== Description of the task ==
Scan the data for "bool" and copy each matching line.

== Entries supplied ==
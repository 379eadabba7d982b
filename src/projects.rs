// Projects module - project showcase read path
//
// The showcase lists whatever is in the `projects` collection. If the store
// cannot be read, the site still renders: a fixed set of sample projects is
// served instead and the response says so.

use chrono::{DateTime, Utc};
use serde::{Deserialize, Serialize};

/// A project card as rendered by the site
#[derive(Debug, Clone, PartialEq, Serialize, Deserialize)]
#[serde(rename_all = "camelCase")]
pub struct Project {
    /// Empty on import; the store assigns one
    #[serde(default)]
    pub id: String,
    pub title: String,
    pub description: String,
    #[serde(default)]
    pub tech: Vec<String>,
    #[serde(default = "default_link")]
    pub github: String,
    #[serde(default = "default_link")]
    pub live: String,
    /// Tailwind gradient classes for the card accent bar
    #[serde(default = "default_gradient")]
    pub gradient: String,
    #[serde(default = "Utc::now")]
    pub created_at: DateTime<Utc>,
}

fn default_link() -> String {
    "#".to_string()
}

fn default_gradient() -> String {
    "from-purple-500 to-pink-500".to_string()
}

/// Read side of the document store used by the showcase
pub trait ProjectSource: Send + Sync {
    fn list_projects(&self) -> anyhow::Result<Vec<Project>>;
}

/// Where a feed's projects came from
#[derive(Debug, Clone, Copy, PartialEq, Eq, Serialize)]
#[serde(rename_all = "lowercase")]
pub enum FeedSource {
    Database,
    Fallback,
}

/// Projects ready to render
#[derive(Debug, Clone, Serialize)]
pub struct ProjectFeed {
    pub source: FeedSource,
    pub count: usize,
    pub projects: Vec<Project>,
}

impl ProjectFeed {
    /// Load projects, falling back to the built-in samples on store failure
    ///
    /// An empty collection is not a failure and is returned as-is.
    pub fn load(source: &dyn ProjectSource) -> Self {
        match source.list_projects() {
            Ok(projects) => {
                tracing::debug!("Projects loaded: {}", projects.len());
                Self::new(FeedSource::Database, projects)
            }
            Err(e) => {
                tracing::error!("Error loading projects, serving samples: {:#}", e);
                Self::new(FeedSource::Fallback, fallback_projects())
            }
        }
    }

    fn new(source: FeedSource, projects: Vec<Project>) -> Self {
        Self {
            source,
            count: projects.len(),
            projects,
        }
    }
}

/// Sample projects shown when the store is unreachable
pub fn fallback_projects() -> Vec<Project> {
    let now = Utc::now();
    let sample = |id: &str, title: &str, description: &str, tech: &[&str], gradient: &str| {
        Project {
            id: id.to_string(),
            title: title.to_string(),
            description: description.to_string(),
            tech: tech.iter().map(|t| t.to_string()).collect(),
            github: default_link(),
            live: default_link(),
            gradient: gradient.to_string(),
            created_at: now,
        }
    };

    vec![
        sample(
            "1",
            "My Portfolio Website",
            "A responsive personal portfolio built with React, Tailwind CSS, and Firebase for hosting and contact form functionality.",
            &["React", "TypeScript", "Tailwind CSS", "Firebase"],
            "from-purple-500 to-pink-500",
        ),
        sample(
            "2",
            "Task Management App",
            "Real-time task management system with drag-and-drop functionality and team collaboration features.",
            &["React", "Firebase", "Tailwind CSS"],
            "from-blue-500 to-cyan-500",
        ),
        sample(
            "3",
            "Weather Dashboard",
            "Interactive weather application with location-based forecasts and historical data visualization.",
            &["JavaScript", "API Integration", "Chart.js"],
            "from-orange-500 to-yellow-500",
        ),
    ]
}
--
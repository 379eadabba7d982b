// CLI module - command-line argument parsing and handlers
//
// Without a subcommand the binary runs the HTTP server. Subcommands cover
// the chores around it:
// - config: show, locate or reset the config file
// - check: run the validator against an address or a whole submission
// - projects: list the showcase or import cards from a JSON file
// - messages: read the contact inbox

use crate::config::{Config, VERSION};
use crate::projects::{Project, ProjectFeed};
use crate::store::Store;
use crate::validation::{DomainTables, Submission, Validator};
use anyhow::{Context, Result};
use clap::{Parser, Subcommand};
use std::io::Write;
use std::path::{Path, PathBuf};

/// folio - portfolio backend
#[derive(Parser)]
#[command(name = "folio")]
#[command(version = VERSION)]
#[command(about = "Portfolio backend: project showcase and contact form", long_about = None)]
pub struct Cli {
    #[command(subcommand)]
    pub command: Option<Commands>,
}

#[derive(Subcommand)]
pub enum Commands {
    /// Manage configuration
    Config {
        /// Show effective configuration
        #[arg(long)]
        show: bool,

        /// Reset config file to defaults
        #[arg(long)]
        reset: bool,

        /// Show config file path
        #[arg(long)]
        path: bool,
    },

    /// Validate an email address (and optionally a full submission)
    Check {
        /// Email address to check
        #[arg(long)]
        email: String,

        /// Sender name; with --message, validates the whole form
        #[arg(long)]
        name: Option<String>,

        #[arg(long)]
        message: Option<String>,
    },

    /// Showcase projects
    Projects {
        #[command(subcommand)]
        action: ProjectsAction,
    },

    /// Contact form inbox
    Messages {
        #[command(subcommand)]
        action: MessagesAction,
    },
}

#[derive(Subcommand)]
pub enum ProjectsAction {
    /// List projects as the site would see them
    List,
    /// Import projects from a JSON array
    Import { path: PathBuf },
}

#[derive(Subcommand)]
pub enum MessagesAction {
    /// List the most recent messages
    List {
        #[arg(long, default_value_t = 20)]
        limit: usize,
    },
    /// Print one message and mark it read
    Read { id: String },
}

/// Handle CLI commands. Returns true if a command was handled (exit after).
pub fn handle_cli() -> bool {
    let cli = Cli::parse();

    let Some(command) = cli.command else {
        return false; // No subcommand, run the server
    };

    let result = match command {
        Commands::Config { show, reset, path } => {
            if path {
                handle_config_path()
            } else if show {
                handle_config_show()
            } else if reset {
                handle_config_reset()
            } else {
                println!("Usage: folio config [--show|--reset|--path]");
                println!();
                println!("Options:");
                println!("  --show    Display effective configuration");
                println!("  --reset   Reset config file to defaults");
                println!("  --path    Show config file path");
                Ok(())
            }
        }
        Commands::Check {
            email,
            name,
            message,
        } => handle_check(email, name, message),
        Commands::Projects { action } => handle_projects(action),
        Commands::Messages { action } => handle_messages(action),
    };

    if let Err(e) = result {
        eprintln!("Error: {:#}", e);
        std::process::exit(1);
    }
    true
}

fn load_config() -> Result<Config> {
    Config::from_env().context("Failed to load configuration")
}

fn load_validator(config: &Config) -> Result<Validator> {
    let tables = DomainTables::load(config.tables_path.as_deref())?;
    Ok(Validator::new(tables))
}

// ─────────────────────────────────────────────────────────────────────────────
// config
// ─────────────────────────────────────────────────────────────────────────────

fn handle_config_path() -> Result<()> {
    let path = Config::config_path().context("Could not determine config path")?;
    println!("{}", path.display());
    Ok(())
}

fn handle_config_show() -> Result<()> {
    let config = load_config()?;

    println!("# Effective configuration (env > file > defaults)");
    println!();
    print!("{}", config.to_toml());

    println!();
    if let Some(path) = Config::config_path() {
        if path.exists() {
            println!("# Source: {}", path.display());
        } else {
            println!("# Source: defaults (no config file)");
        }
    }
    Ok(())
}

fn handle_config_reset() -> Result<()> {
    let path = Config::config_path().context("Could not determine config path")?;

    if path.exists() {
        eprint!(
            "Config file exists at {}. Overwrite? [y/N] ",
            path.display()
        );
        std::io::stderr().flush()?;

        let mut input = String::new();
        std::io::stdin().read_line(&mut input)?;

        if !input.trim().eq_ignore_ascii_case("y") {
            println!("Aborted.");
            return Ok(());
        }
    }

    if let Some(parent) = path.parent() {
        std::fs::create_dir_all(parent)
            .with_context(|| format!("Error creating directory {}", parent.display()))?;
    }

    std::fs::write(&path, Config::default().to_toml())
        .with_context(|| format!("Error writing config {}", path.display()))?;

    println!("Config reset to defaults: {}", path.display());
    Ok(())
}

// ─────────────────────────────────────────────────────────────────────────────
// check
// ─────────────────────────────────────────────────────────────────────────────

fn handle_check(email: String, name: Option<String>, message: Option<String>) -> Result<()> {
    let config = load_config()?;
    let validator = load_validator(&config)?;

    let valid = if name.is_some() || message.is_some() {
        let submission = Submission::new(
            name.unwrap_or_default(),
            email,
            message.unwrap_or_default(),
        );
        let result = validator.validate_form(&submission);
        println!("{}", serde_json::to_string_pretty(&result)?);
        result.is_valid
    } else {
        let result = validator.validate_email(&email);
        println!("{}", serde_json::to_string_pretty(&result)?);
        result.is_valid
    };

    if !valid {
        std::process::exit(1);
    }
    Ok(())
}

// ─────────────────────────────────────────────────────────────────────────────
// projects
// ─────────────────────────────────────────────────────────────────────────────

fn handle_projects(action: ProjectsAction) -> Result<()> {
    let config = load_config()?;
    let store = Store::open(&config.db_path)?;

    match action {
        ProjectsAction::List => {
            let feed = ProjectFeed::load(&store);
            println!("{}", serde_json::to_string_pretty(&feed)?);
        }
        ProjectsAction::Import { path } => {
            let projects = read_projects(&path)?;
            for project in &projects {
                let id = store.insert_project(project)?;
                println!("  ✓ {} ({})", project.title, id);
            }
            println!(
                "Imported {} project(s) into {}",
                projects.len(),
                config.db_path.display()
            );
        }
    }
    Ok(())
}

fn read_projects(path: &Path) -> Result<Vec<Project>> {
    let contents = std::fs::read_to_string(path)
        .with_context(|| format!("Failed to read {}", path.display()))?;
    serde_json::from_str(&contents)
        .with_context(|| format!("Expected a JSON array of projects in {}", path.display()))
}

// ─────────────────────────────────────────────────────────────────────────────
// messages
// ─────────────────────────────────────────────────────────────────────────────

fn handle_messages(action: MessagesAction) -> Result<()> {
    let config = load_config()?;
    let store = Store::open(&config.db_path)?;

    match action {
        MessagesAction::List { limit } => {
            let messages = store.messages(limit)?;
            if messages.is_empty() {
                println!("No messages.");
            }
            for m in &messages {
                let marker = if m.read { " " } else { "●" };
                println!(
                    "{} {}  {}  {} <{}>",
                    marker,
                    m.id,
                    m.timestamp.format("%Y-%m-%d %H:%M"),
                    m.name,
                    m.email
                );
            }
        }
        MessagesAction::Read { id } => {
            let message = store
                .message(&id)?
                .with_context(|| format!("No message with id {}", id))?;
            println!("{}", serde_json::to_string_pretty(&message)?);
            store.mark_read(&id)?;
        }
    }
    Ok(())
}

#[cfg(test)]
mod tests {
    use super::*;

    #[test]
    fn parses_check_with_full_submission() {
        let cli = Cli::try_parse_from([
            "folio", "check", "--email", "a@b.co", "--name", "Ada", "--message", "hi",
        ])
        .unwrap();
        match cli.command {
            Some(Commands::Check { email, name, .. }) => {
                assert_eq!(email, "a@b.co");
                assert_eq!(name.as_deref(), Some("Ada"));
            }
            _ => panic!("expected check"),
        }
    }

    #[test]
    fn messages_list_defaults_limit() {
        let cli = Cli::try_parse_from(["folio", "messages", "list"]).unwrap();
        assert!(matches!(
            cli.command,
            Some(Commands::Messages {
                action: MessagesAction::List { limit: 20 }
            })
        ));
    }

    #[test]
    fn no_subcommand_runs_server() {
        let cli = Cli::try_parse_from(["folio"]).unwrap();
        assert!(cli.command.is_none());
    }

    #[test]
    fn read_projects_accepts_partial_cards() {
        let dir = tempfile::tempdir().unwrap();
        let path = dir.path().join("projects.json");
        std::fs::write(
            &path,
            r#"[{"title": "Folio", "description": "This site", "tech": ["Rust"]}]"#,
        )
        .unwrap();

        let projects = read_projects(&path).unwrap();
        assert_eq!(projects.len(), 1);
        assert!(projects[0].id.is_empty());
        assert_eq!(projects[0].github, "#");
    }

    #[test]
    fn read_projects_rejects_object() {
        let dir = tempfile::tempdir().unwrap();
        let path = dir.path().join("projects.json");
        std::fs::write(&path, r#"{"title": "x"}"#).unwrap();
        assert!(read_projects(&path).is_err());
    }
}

== Solved problem ==
        show: bool,
        reset: bool,
        path: bool,
pub fn handle_cli() -> bool {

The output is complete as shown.